Content starts

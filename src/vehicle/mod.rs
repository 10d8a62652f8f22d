pub mod body_group;
pub mod component;
pub mod config;
pub mod motor;
pub mod provider;
pub mod rocket;
pub mod stage;

pub use body_group::RocketBodyGroup;
pub use component::{
    AeroSurface, Capabilities, Component, ComponentBuilder, ComponentId, RecoveryDevice,
};
pub use config::{
    DeployEvent, DeployRule, FlightConfiguration, IgnitionEvent, IgnitionRule, SeparationEvent,
    SeparationRule,
};
pub use motor::{Motor, ThrustCurve};
pub use provider::{AeroCoefficients, MassProperties, MotorLedger, MotorPhase, PhysicsProvider};
pub use rocket::{presets, Rocket, RocketBuilder};
pub use stage::{Stage, StageId, StageKind};
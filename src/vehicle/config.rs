use std::collections::{BTreeMap, BTreeSet};

use serde::{Deserialize, Serialize};

use super::body_group::RocketBodyGroup;
use super::component::ComponentId;
use super::provider::{MotorLedger, PhysicsProvider};
use super::stage::StageId;
use crate::sim::error::ConfigError;

// ---------------------------------------------------------------------------
// Trigger rules
// ---------------------------------------------------------------------------

#[derive(Debug, Clone, Copy, PartialEq, Serialize, Deserialize)]
#[serde(rename_all = "snake_case")]
pub enum IgnitionEvent {
    /// Ground-lit for the bottom core stage and strap-ons, otherwise lit
    /// when the stage below separates.
    Automatic,
    Launch,
    /// Any burnout in the stage below.
    Burnout,
    /// Any ejection charge in the stage below.
    EjectionCharge,
    Never,
}

#[derive(Debug, Clone, Copy, PartialEq, Serialize, Deserialize)]
pub struct IgnitionRule {
    pub event: IgnitionEvent,
    pub delay: f64,
}

impl Default for IgnitionRule {
    fn default() -> Self {
        Self { event: IgnitionEvent::Automatic, delay: 0.0 }
    }
}

#[derive(Debug, Clone, Copy, PartialEq, Serialize, Deserialize)]
#[serde(rename_all = "snake_case")]
pub enum SeparationEvent {
    /// A motor in the stage above ignites.
    UpperIgnition,
    /// A motor in this stage ignites.
    Ignition,
    Burnout,
    Ejection,
    Launch,
    Never,
}

#[derive(Debug, Clone, Copy, PartialEq, Serialize, Deserialize)]
pub struct SeparationRule {
    pub event: SeparationEvent,
    pub delay: f64,
}

impl Default for SeparationRule {
    fn default() -> Self {
        Self { event: SeparationEvent::Ejection, delay: 0.0 }
    }
}

#[derive(Debug, Clone, Copy, PartialEq, Serialize, Deserialize)]
#[serde(rename_all = "snake_case")]
pub enum DeployEvent {
    /// The ejection charge of the device's own stage.
    Ejection,
    Apogee,
    /// Descending through the given height above the launch site, m.
    Altitude(f64),
    LowerStageSeparation,
    Launch,
    Never,
}

#[derive(Debug, Clone, Copy, PartialEq, Serialize, Deserialize)]
pub struct DeployRule {
    pub event: DeployEvent,
    pub delay: f64,
}

impl Default for DeployRule {
    fn default() -> Self {
        Self { event: DeployEvent::Ejection, delay: 0.0 }
    }
}

// ---------------------------------------------------------------------------
// Flight configuration
// ---------------------------------------------------------------------------

/// Which stages fly and how motors, separations and recovery are triggered.
/// Rules that are not listed take their defaults.
#[derive(Debug, Clone, PartialEq, Default, Serialize, Deserialize)]
pub struct FlightConfiguration {
    pub name: String,
    pub active_stages: BTreeSet<StageId>,
    #[serde(default)]
    pub ignition: BTreeMap<ComponentId, IgnitionRule>,
    #[serde(default)]
    pub separation: BTreeMap<StageId, SeparationRule>,
    #[serde(default)]
    pub deployment: BTreeMap<ComponentId, DeployRule>,
}

impl FlightConfiguration {
    /// Every stage of `provider` active, all rules at their defaults.
    pub fn all_stages(name: impl Into<String>, provider: &dyn PhysicsProvider) -> Self {
        Self {
            name: name.into(),
            active_stages: provider.stages().iter().map(|s| s.id).collect(),
            ..Self::default()
        }
    }

    pub fn with_ignition(mut self, motor: ComponentId, event: IgnitionEvent, delay: f64) -> Self {
        self.ignition.insert(motor, IgnitionRule { event, delay });
        self
    }

    pub fn with_separation(mut self, stage: StageId, event: SeparationEvent, delay: f64) -> Self {
        self.separation.insert(stage, SeparationRule { event, delay });
        self
    }

    pub fn with_deployment(mut self, device: ComponentId, event: DeployEvent, delay: f64) -> Self {
        self.deployment.insert(device, DeployRule { event, delay });
        self
    }

    pub fn ignition_rule(&self, motor: ComponentId) -> IgnitionRule {
        self.ignition.get(&motor).copied().unwrap_or_default()
    }

    pub fn separation_rule(&self, stage: StageId) -> SeparationRule {
        self.separation.get(&stage).copied().unwrap_or_default()
    }

    pub fn deploy_rule(&self, device: ComponentId) -> DeployRule {
        self.deployment.get(&device).copied().unwrap_or_default()
    }

    pub fn is_active(&self, stage: StageId) -> bool {
        self.active_stages.contains(&stage)
    }

    /// The body that sits on the launch guide.
    pub fn launch_group(&self) -> RocketBodyGroup {
        RocketBodyGroup::new(self.active_stages.iter().copied())
    }

    /// Reject anything that would make the simulation meaningless before
    /// the first step is taken.
    pub fn validate(&self, provider: &dyn PhysicsProvider) -> Result<(), ConfigError> {
        if self.active_stages.is_empty() {
            return Err(ConfigError::NoActiveStages);
        }
        for &id in &self.active_stages {
            let stage = provider.stage(id).ok_or(ConfigError::UnknownStage(id))?;
            if let Some(parent) = stage.parent() {
                if !self.is_active(parent) {
                    return Err(ConfigError::InactiveParent { stage: id, parent });
                }
            }
        }
        let d = provider.reference_diameter();
        if !(d.is_finite() && d > 0.0) {
            return Err(ConfigError::InvalidValue { what: "reference diameter", value: d });
        }

        for c in provider.components() {
            provider.stage(c.stage).ok_or(ConfigError::UnknownStage(c.stage))?;
            non_negative_mass(c.id, "mass", c.mass)?;
            for v in c.inertia.iter() {
                non_negative_mass(c.id, "moment of inertia", *v)?;
            }
            if let Some(motor) = &c.motor {
                non_negative_mass(c.id, "casing mass", motor.casing_mass)?;
                non_negative_mass(c.id, "propellant mass", motor.propellant_mass)?;
                if let Some(reason) = motor.curve.defect() {
                    return Err(ConfigError::InvalidThrustCurve { component: c.id, reason });
                }
                if let Some(delay) = motor.ejection_delay {
                    delay_value("ejection delay", delay)?;
                }
            }
            if let Some(r) = &c.recovery {
                if !(r.cd.is_finite() && r.cd >= 0.0 && r.area.is_finite() && r.area >= 0.0) {
                    let value = r.cd * r.area;
                    return Err(ConfigError::InvalidValue { what: "recovery drag area", value });
                }
            }
        }

        for (&id, rule) in &self.ignition {
            let c = provider.component(id).ok_or(ConfigError::UnknownComponent(id))?;
            if !c.capabilities().has_motor {
                return Err(ConfigError::NotAMotor(id));
            }
            delay_value("ignition delay", rule.delay)?;
        }
        for (&id, rule) in &self.separation {
            provider.stage(id).ok_or(ConfigError::UnknownStage(id))?;
            delay_value("separation delay", rule.delay)?;
        }
        for (&id, rule) in &self.deployment {
            let c = provider.component(id).ok_or(ConfigError::UnknownComponent(id))?;
            if !c.capabilities().has_recovery_device {
                return Err(ConfigError::NotARecoveryDevice(id));
            }
            delay_value("deployment delay", rule.delay)?;
            if let DeployEvent::Altitude(h) = rule.event {
                if !h.is_finite() {
                    return Err(ConfigError::InvalidValue { what: "deployment altitude", value: h });
                }
            }
        }

        let group = self.launch_group();
        let mass = provider
            .mass_properties(&group, &MotorLedger::armed(provider, &group), 0.0)
            .mass;
        if !(mass.is_finite() && mass > 0.0) {
            return Err(ConfigError::ZeroMass);
        }
        Ok(())
    }
}

fn non_negative_mass(
    component: ComponentId,
    quantity: &'static str,
    value: f64,
) -> Result<(), ConfigError> {
    if value.is_finite() && value >= 0.0 {
        Ok(())
    } else {
        Err(ConfigError::InvalidMass { component, quantity, value })
    }
}

fn delay_value(what: &'static str, value: f64) -> Result<(), ConfigError> {
    if value.is_finite() && value >= 0.0 {
        Ok(())
    } else {
        Err(ConfigError::InvalidValue { what, value })
    }
}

Content ends

Check each line of the listing above. Copy it if it holds the string "Result".

### ANSWER SECTION:
    pub fn validate(&self, provider: &dyn PhysicsProvider) -> Result<(), ConfigError> {
) -> Result<(), ConfigError> {
fn delay_value(what: &'static str, value: f64) -> Result<(), ConfigError> {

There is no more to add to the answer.